→ Exercise:
Take the listing and print it in full, exactly as given.
Start of Data listing
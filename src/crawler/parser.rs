//! Catalogue page parser
//!
//! This module turns the HTML of one catalogue page into product records:
//! - Each `article.product_pod` listing is parsed independently
//! - A broken listing is logged and skipped, its siblings survive
//! - Only content that is not a document at all fails the whole page
//!
//! Field rules follow the books.toscrape.com markup.

use crate::crawler::fetcher::page_url;
use crate::model::ProductRecord;
use scraper::{ElementRef, Html, Selector};
use thiserror::Error;
use url::Url;

/// The page as a whole could not be read
#[derive(Debug, Error, PartialEq, Eq)]
pub enum PageParseError {
    #[error("empty document")]
    EmptyDocument,

    #[error("content is not markup")]
    NotMarkup,

    #[error("invalid page URL: {0}")]
    InvalidPageUrl(String),

    #[error("invalid selector {0}")]
    InvalidSelector(String),
}

/// One listing could not be turned into a record
#[derive(Debug, Error, PartialEq, Eq)]
pub enum ListingParseError {
    #[error("missing {0}")]
    MissingField(&'static str),

    #[error("unparseable price '{0}'")]
    InvalidPrice(String),

    #[error("unresolvable link '{0}'")]
    InvalidLink(String),
}

/// Turns raw page content into product records
///
/// Implementations must not fail the page because of a single bad listing.
pub trait PageProcessor: Send + Sync + 'static {
    fn process(&self, content: &str, page_number: u32)
        -> Result<Vec<ProductRecord>, PageParseError>;
}

/// Compiled selectors for the catalogue markup
struct Selectors {
    listing: Selector,
    title_link: Selector,
    price: Selector,
    rating: Selector,
    availability: Selector,
    image: Selector,
}

impl Selectors {
    fn compile() -> Result<Self, PageParseError> {
        Ok(Self {
            listing: compile("article.product_pod")?,
            title_link: compile("h3 > a")?,
            price: compile(".price_color")?,
            rating: compile(".star-rating")?,
            availability: compile(".instock.availability")?,
            image: compile("img")?,
        })
    }
}

fn compile(css: &str) -> Result<Selector, PageParseError> {
    Selector::parse(css).map_err(|e| PageParseError::InvalidSelector(format!("{}: {:?}", css, e)))
}

/// Parser for paginated catalogue pages
///
/// Selectors are compiled once, when the parser is built.
pub struct CatalogueParser {
    base_url: String,
    selectors: Selectors,
}

impl CatalogueParser {
    /// Creates a parser resolving links against pages of `base_url`
    pub fn new(base_url: impl Into<String>) -> Result<Self, PageParseError> {
        Ok(Self {
            base_url: base_url.into(),
            selectors: Selectors::compile()?,
        })
    }

    /// Parses one catalogue page
    ///
    /// # Returns
    ///
    /// * `Ok(Vec<ProductRecord>)` - Listings in document order, possibly empty
    /// * `Err(PageParseError)` - The content is not a readable document
    ///
    /// # Example
    ///
    /// ```
    /// use catalog_scraper::crawler::CatalogueParser;
    ///
    /// let html = r#"<html><body><article class="product_pod">
    ///   <div class="image_container"><a href="a_1/index.html"><img src="../media/a.jpg"></a></div>
    ///   <p class="star-rating Four"></p>
    ///   <h3><a href="a_1/index.html" title="A Book">A Book</a></h3>
    ///   <p class="price_color">£12.50</p>
    ///   <p class="instock availability">In stock</p>
    /// </article></body></html>"#;
    ///
    /// let parser = CatalogueParser::new("http://books.toscrape.com").unwrap();
    /// let products = parser.parse_page(html, 1).unwrap();
    /// assert_eq!(products[0].rating, 4);
    /// ```
    pub fn parse_page(
        &self,
        html: &str,
        page_number: u32,
    ) -> Result<Vec<ProductRecord>, PageParseError> {
        let trimmed = html.trim();
        if trimmed.is_empty() {
            return Err(PageParseError::EmptyDocument);
        }
        if !trimmed.contains('<') {
            return Err(PageParseError::NotMarkup);
        }

        let page = Url::parse(&page_url(&self.base_url, page_number))
            .map_err(|e| PageParseError::InvalidPageUrl(e.to_string()))?;

        let selectors = &self.selectors;
        let document = Html::parse_document(html);
        let mut products = Vec::new();

        for (index, listing) in document.select(&selectors.listing).enumerate() {
            match parse_listing(selectors, listing, &page, page_number) {
                Ok(product) => products.push(product),
                Err(e) => {
                    tracing::warn!(
                        page = page_number,
                        listing = index,
                        "Failed to parse product on page {}: {}",
                        page_number,
                        e
                    );
                }
            }
        }

        tracing::debug!(
            page = page_number,
            products = products.len(),
            "Parsed page {}",
            page_number
        );

        Ok(products)
    }
}

fn parse_listing(
    selectors: &Selectors,
    listing: ElementRef<'_>,
    page: &Url,
    page_number: u32,
) -> Result<ProductRecord, ListingParseError> {
    let title_link = listing
        .select(&selectors.title_link)
        .next()
        .ok_or(ListingParseError::MissingField("title link"))?;

    let name = title_link
        .value()
        .attr("title")
        .map(str::trim)
        .filter(|t| !t.is_empty())
        .ok_or(ListingParseError::MissingField("title"))?
        .to_string();

    let detail_href = title_link
        .value()
        .attr("href")
        .ok_or(ListingParseError::MissingField("product link"))?;
    let detail_url = resolve(page, detail_href)?;

    let price_text = text_of(listing, &selectors.price)
        .ok_or(ListingParseError::MissingField("price"))?;
    let price = parse_price(&price_text)?;

    let rating = listing
        .select(&selectors.rating)
        .next()
        .ok_or(ListingParseError::MissingField("rating"))
        .map(|el| rating_from_classes(el.value().attr("class").unwrap_or_default()))?;

    let availability = text_of(listing, &selectors.availability)
        .ok_or(ListingParseError::MissingField("availability"))?;
    let in_stock = availability.contains("In stock");

    let image_src = listing
        .select(&selectors.image)
        .next()
        .and_then(|img| img.value().attr("src"))
        .ok_or(ListingParseError::MissingField("image"))?;
    let image_url = resolve(page, image_src)?;

    Ok(ProductRecord {
        name,
        price,
        rating,
        in_stock,
        availability,
        image_url,
        detail_url,
        source_page: page_number,
    })
}

impl PageProcessor for CatalogueParser {
    fn process(
        &self,
        content: &str,
        page_number: u32,
    ) -> Result<Vec<ProductRecord>, PageParseError> {
        self.parse_page(content, page_number)
    }
}

/// Trimmed text of the first element matching `selector`
fn text_of(element: ElementRef<'_>, selector: &Selector) -> Option<String> {
    element
        .select(selector)
        .next()
        .map(|el| el.text().collect::<String>().trim().to_string())
}

/// Strips the currency symbol (and any mis-decoded prefix) and parses the amount
fn parse_price(text: &str) -> Result<f64, ListingParseError> {
    let amount = text.trim_matches(|c: char| !(c.is_ascii_digit() || c == '.' || c == '-'));
    amount
        .parse::<f64>()
        .ok()
        .filter(|p| p.is_finite())
        .ok_or_else(|| ListingParseError::InvalidPrice(text.to_string()))
}

/// `star-rating Three` -> 3; unknown words give 0
fn rating_from_classes(classes: &str) -> u8 {
    match classes.split_whitespace().find(|c| *c != "star-rating") {
        Some("One") => 1,
        Some("Two") => 2,
        Some("Three") => 3,
        Some("Four") => 4,
        Some("Five") => 5,
        _ => 0,
    }
}

/// Resolves a listing href against the page it came from
fn resolve(page: &Url, href: &str) -> Result<String, ListingParseError> {
    let href = href.trim();
    if href.is_empty() {
        return Err(ListingParseError::InvalidLink(href.to_string()));
    }
    page.join(href)
        .map(|u| u.to_string())
        .map_err(|_| ListingParseError::InvalidLink(href.to_string()))
}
End of Data listing
→ Written answer:
filename src/crawler/parser.rs
//! Catalogue page parser
//!
//! This module turns the HTML of one catalogue page into product records:
//! - Each `article.product_pod` listing is parsed independently
//! - A broken listing is logged and skipped, its siblings survive
//! - Only content that is not a document at all fails the whole page
//!
//! Field rules follow the books.toscrape.com markup.

use crate::crawler::fetcher::page_url;
use crate::model::ProductRecord;
use scraper::{ElementRef, Html, Selector};
use thiserror::Error;
use url::Url;

/// The page as a whole could not be read
#[derive(Debug, Error, PartialEq, Eq)]
pub enum PageParseError {
    #[error("empty document")]
    EmptyDocument,

    #[error("content is not markup")]
    NotMarkup,

    #[error("invalid page URL: {0}")]
    InvalidPageUrl(String),

    #[error("invalid selector {0}")]
    InvalidSelector(String),
}

/// One listing could not be turned into a record
#[derive(Debug, Error, PartialEq, Eq)]
pub enum ListingParseError {
    #[error("missing {0}")]
    MissingField(&'static str),

    #[error("unparseable price '{0}'")]
    InvalidPrice(String),

    #[error("unresolvable link '{0}'")]
    InvalidLink(String),
}

/// Turns raw page content into product records
///
/// Implementations must not fail the page because of a single bad listing.
pub trait PageProcessor: Send + Sync + 'static {
    fn process(&self, content: &str, page_number: u32)
        -> Result<Vec<ProductRecord>, PageParseError>;
}

/// Compiled selectors for the catalogue markup
struct Selectors {
    listing: Selector,
    title_link: Selector,
    price: Selector,
    rating: Selector,
    availability: Selector,
    image: Selector,
}

impl Selectors {
    fn compile() -> Result<Self, PageParseError> {
        Ok(Self {
            listing: compile("article.product_pod")?,
            title_link: compile("h3 > a")?,
            price: compile(".price_color")?,
            rating: compile(".star-rating")?,
            availability: compile(".instock.availability")?,
            image: compile("img")?,
        })
    }
}

fn compile(css: &str) -> Result<Selector, PageParseError> {
    Selector::parse(css).map_err(|e| PageParseError::InvalidSelector(format!("{}: {:?}", css, e)))
}

/// Parser for paginated catalogue pages
///
/// Selectors are compiled once, when the parser is built.
pub struct CatalogueParser {
    base_url: String,
    selectors: Selectors,
}

impl CatalogueParser {
    /// Creates a parser resolving links against pages of `base_url`
    pub fn new(base_url: impl Into<String>) -> Result<Self, PageParseError> {
        Ok(Self {
            base_url: base_url.into(),
            selectors: Selectors::compile()?,
        })
    }

    /// Parses one catalogue page
    ///
    /// # Returns
    ///
    /// * `Ok(Vec<ProductRecord>)` - Listings in document order, possibly empty
    /// * `Err(PageParseError)` - The content is not a readable document
    ///
    /// # Example
    ///
    /// ```
    /// use catalog_scraper::crawler::CatalogueParser;
    ///
    /// let html = r#"<html><body><article class="product_pod">
    ///   <div class="image_container"><a href="a_1/index.html"><img src="../media/a.jpg"></a></div>
    ///   <p class="star-rating Four"></p>
    ///   <h3><a href="a_1/index.html" title="A Book">A Book</a></h3>
    ///   <p class="price_color">£12.50</p>
    ///   <p class="instock availability">In stock</p>
    /// </article></body></html>"#;
    ///
    /// let parser = CatalogueParser::new("http://books.toscrape.com").unwrap();
    /// let products = parser.parse_page(html, 1).unwrap();
    /// assert_eq!(products[0].rating, 4);
    /// ```
    pub fn parse_page(
        &self,
        html: &str,
        page_number: u32,
    ) -> Result<Vec<ProductRecord>, PageParseError> {
        let trimmed = html.trim();
        if trimmed.is_empty() {
            return Err(PageParseError::EmptyDocument);
        }
        if !trimmed.contains('<') {
            return Err(PageParseError::NotMarkup);
        }

        let page = Url::parse(&page_url(&self.base_url, page_number))
            .map_err(|e| PageParseError::InvalidPageUrl(e.to_string()))?;

        let selectors = &self.selectors;
        let document = Html::parse_document(html);
        let mut products = Vec::new();

        for (index, listing) in document.select(&selectors.listing).enumerate() {
            match parse_listing(selectors, listing, &page, page_number) {
                Ok(product) => products.push(product),
                Err(e) => {
                    tracing::warn!(
                        page = page_number,
                        listing = index,
                        "Failed to parse product on page {}: {}",
                        page_number,
                        e
                    );
                }
            }
        }

        tracing::debug!(
            page = page_number,
            products = products.len(),
            "Parsed page {}",
            page_number
        );

        Ok(products)
    }
}

fn parse_listing(
    selectors: &Selectors,
    listing: ElementRef<'_>,
    page: &Url,
    page_number: u32,
) -> Result<ProductRecord, ListingParseError> {
    let title_link = listing
        .select(&selectors.title_link)
        .next()
        .ok_or(ListingParseError::MissingField("title link"))?;

    let name = title_link
        .value()
        .attr("title")
        .map(str::trim)
        .filter(|t| !t.is_empty())
        .ok_or(ListingParseError::MissingField("title"))?
        .to_string();

    let detail_href = title_link
        .value()
        .attr("href")
        .ok_or(ListingParseError::MissingField("product link"))?;
    let detail_url = resolve(page, detail_href)?;

    let price_text = text_of(listing, &selectors.price)
        .ok_or(ListingParseError::MissingField("price"))?;
    let price = parse_price(&price_text)?;

    let rating = listing
        .select(&selectors.rating)
        .next()
        .ok_or(ListingParseError::MissingField("rating"))
        .map(|el| rating_from_classes(el.value().attr("class").unwrap_or_default()))?;

    let availability = text_of(listing, &selectors.availability)
        .ok_or(ListingParseError::MissingField("availability"))?;
    let in_stock = availability.contains("In stock");

    let image_src = listing
        .select(&selectors.image)
        .next()
        .and_then(|img| img.value().attr("src"))
        .ok_or(ListingParseError::MissingField("image"))?;
    let image_url = resolve(page, image_src)?;

    Ok(ProductRecord {
        name,
        price,
        rating,
        in_stock,
        availability,
        image_url,
        detail_url,
        source_page: page_number,
    })
}

impl PageProcessor for CatalogueParser {
    fn process(
        &self,
        content: &str,
        page_number: u32,
    ) -> Result<Vec<ProductRecord>, PageParseError> {
        self.parse_page(content, page_number)
    }
}

/// Trimmed text of the first element matching `selector`
fn text_of(element: ElementRef<'_>, selector: &Selector) -> Option<String> {
    element
        .select(selector)
        .next()
        .map(|el| el.text().collect::<String>().trim().to_string())
}

/// Strips the currency symbol (and any mis-decoded prefix) and parses the amount
fn parse_price(text: &str) -> Result<f64, ListingParseError> {
    let amount = text.trim_matches(|c: char| !(c.is_ascii_digit() || c == '.' || c == '-'));
    amount
        .parse::<f64>()
        .ok()
        .filter(|p| p.is_finite())
        .ok_or_else(|| ListingParseError::InvalidPrice(text.to_string()))
}

/// `star-rating Three` -> 3; unknown words give 0
fn rating_from_classes(classes: &str) -> u8 {
    match classes.split_whitespace().find(|c| *c != "star-rating") {
        Some("One") => 1,
        Some("Two") => 2,
        Some("Three") => 3,
        Some("Four") => 4,
        Some("Five") => 5,
        _ => 0,
    }
}

/// Resolves a listing href against the page it came from
fn resolve(page: &Url, href: &str) -> Result<String, ListingParseError> {
    let href = href.trim();
    if href.is_empty() {
        return Err(ListingParseError::InvalidLink(href.to_string()));
    }
    page.join(href)
        .map(|u| u.to_string())
        .map_err(|_| ListingParseError::InvalidLink(href.to_string()))
}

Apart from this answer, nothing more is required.